WHAT TO DO:
Only the lines with the string "once" are needed; return each of them from the entries below.
....
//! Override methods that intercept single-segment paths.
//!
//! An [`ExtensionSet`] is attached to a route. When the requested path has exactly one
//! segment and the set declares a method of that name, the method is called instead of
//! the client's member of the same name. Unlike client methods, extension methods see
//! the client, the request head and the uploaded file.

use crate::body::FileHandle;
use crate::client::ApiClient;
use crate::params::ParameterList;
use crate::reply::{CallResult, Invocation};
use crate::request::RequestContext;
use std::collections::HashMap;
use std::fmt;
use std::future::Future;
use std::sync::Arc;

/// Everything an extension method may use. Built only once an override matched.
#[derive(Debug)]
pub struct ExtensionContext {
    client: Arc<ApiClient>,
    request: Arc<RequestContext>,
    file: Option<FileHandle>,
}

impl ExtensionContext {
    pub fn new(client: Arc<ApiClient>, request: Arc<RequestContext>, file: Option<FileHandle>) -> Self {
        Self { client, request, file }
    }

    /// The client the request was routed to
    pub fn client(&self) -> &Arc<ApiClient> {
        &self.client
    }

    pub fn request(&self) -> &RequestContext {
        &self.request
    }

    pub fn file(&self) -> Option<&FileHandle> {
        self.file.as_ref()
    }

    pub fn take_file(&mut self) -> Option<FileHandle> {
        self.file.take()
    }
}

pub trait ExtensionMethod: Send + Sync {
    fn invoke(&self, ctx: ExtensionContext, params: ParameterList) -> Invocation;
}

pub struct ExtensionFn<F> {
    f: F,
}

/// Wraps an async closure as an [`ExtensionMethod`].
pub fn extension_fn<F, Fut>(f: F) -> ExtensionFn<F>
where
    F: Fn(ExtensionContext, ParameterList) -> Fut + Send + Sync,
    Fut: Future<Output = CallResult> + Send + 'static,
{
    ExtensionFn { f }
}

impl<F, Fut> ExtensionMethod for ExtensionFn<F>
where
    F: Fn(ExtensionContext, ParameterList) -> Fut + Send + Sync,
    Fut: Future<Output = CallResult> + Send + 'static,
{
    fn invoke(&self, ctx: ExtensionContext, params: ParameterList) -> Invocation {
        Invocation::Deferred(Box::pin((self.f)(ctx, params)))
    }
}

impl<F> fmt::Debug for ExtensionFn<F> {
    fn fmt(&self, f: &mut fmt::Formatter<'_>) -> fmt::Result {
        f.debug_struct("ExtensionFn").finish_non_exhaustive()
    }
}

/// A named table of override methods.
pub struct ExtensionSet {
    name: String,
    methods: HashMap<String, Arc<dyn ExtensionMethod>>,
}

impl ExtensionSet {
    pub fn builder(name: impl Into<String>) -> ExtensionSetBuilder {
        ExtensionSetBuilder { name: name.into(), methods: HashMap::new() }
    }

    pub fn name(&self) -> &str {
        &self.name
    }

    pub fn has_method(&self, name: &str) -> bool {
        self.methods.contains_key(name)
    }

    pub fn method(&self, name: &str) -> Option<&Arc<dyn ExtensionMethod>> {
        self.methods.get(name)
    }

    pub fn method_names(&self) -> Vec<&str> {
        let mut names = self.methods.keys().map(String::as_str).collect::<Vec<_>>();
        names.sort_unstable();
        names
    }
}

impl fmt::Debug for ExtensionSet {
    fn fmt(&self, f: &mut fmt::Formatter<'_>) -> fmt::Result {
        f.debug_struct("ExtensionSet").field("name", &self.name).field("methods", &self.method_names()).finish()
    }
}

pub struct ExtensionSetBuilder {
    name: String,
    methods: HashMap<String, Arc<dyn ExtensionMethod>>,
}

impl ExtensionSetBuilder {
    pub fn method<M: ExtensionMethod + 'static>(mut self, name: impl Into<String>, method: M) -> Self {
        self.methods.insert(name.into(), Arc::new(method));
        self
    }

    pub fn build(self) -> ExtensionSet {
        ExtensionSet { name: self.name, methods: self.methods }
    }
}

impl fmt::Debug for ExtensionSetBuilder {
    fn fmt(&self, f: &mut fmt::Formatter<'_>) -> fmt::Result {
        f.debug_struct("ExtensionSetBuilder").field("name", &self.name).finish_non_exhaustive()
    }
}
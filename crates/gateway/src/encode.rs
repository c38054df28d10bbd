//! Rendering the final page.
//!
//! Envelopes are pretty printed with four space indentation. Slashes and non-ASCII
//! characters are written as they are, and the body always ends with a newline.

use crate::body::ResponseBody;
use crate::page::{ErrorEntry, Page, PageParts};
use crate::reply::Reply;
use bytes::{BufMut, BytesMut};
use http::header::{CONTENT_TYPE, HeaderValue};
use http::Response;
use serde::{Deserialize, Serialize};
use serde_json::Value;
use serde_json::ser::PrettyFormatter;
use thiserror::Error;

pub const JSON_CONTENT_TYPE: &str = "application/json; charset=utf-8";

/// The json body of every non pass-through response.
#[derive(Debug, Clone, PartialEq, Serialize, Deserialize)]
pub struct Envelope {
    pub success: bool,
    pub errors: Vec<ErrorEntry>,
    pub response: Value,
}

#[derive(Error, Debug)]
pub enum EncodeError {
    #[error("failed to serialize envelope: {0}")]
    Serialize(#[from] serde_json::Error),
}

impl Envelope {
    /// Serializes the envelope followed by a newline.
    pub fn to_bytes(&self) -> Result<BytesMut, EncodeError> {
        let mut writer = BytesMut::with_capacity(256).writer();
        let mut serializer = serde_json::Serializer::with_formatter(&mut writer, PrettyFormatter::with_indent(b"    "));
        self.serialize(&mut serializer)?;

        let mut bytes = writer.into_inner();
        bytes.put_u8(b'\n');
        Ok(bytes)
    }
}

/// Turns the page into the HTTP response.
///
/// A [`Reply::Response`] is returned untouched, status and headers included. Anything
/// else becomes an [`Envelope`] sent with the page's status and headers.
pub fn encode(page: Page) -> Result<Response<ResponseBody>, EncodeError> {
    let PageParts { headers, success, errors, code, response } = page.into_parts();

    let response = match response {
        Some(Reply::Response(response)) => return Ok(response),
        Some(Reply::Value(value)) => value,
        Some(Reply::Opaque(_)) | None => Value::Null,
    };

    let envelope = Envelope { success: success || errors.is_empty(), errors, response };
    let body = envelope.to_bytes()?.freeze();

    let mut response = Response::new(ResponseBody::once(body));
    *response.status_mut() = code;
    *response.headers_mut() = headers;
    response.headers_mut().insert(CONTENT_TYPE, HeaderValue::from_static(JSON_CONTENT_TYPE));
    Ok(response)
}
....
COMPLETED TASK:
/// Everything an extension method may use. Built only once an override matched.
    let mut response = Response::new(ResponseBody::once(body));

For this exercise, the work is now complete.